In his interaction with whites, usually in the person of U.S. Cavalry Soldiers, Black Elk shows himself to be a man of integrity, honesty, and shrewd judgment. He sees his first white man at Fort Robinson when he is ten years old and thinks only that he looks sick (because of his paleness). Soon, however, he finds himself, with all the Sioux, entrenched in a genuine territorial war with the whites. Throughout this process, Black Elk maintains his sense of fairness: The Indian wanted nothing, he says, but to stay on the land he had lived on for centuries; the Indian did not want to make war on the whites just for the sake of making war. The treaty-making history of the Sioux with the U.S. Government clarifies that even after the Sioux had ceded Plains territory, they were robbed of more land in repeated violation of treaty terms. Black Elk’s values, reflective of his tribe’s, are fairness and honesty: He notes that the U.S. Government never compensated the Indians for confiscated horses and guns, despite the government’s promise; the U.S. Government did not pay the Indians for the territory they annexed; and U.S. Soldiers murdered their leaders Crazy Horse and Sitting Bull. Throughout his narrative, the whites’ greed for gold, for land, and even for bison bemuses Black Elk. However, Black Elk judges people individually rather than on the basis of race, describing his Parisian girlfriend and her family as good and caring people, for example. He reacts similarly to Queen Victoria and Buffalo Bill — even though they are white, too. He contends that the Crow Indians, on the other hand, are horse thieves and never to be trusted.
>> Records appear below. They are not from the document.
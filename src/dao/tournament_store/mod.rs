#[cfg(test)]
pub(crate) mod faulty;
pub mod memory;
#[cfg(feature = "mongo-store")]
pub mod mongodb;

use crate::dao::models::{
    NewHistoryEntry, NewTournament, NewTournamentPlayer, PlayerHistoryEntity, TournamentEntity,
    TournamentPlayerEntity, TournamentScoreEntity, UniversalPlayerEntity,
};
use crate::dao::storage::StorageResult;
use futures::future::BoxFuture;

/// Abstraction over the persistence layer for tournament rooms and the player directory.
pub trait TournamentStore: Send + Sync {
    /// Insert a tournament; fails with a conflict when the code is taken.
    fn create_tournament(
        &self,
        tournament: NewTournament,
    ) -> BoxFuture<'static, StorageResult<TournamentEntity>>;
    fn save_tournament(&self, tournament: TournamentEntity) -> BoxFuture<'static, StorageResult<()>>;
    fn find_tournament_by_code(
        &self,
        code: String,
    ) -> BoxFuture<'static, StorageResult<Option<TournamentEntity>>>;
    fn list_tournaments(&self) -> BoxFuture<'static, StorageResult<Vec<TournamentEntity>>>;
    /// Remove a tournament together with its players and scores.
    fn delete_tournament(&self, id: i64) -> BoxFuture<'static, StorageResult<bool>>;

    fn create_tournament_player(
        &self,
        player: NewTournamentPlayer,
    ) -> BoxFuture<'static, StorageResult<TournamentPlayerEntity>>;
    fn save_tournament_player(
        &self,
        player: TournamentPlayerEntity,
    ) -> BoxFuture<'static, StorageResult<()>>;
    fn find_tournament_player(
        &self,
        id: i64,
    ) -> BoxFuture<'static, StorageResult<Option<TournamentPlayerEntity>>>;
    fn list_tournament_players(
        &self,
        tournament_id: i64,
    ) -> BoxFuture<'static, StorageResult<Vec<TournamentPlayerEntity>>>;
    /// Tournament players linked to a directory entry, across all rooms.
    fn list_players_for_universal(
        &self,
        universal_player_id: i64,
    ) -> BoxFuture<'static, StorageResult<Vec<TournamentPlayerEntity>>>;
    /// Point every tournament player linked to `from` at `to`, returning how many moved.
    fn relink_tournament_players(
        &self,
        from: i64,
        to: i64,
    ) -> BoxFuture<'static, StorageResult<u64>>;

    /// Insert or overwrite the row for `(tournament_player_id, hole)`.
    fn upsert_score(
        &self,
        score: TournamentScoreEntity,
    ) -> BoxFuture<'static, StorageResult<TournamentScoreEntity>>;
    fn list_scores(
        &self,
        tournament_id: i64,
    ) -> BoxFuture<'static, StorageResult<Vec<TournamentScoreEntity>>>;

    fn create_universal_player(
        &self,
        name: String,
    ) -> BoxFuture<'static, StorageResult<UniversalPlayerEntity>>;
    fn save_universal_player(
        &self,
        player: UniversalPlayerEntity,
    ) -> BoxFuture<'static, StorageResult<()>>;
    fn find_universal_player(
        &self,
        id: i64,
    ) -> BoxFuture<'static, StorageResult<Option<UniversalPlayerEntity>>>;
    fn list_universal_players(
        &self,
    ) -> BoxFuture<'static, StorageResult<Vec<UniversalPlayerEntity>>>;
    fn delete_universal_player(&self, id: i64) -> BoxFuture<'static, StorageResult<bool>>;

    fn add_history(
        &self,
        entry: NewHistoryEntry,
    ) -> BoxFuture<'static, StorageResult<PlayerHistoryEntity>>;
    fn list_history(
        &self,
        universal_player_id: i64,
    ) -> BoxFuture<'static, StorageResult<Vec<PlayerHistoryEntity>>>;
    fn delete_history(&self, id: i64) -> BoxFuture<'static, StorageResult<bool>>;
    /// Move every history row owned by `from` to `to`, returning how many moved.
    fn reassign_history(&self, from: i64, to: i64) -> BoxFuture<'static, StorageResult<u64>>;

    fn health_check(&self) -> BoxFuture<'static, StorageResult<()>>;
    fn try_reconnect(&self) -> BoxFuture<'static, StorageResult<()>>;
}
Black Elk’s most distinctive personal characteristic is his spirituality. His acceptance of his visionary experience and participation in the ghost dance, about 20 years later, show that Black Elk believes deeply in a divine power greater than himself. Throughout his daily life, he recognizes a divine presence — in a thunderstorm, in the coming of spring. In his deepest expression of sorrow at the dislocation his tribe has suffered, he is mindful of that spiritual reality: “We are prisoners of war while we are waiting here,” he says of reservation life. “But there is another world.” Black Elk converted to Catholicism in 1904, 14 years after the point at which Black Elk Speaks ends, and worked among the Sioux and other tribes as a catechist; those experiences are not included in his narrative.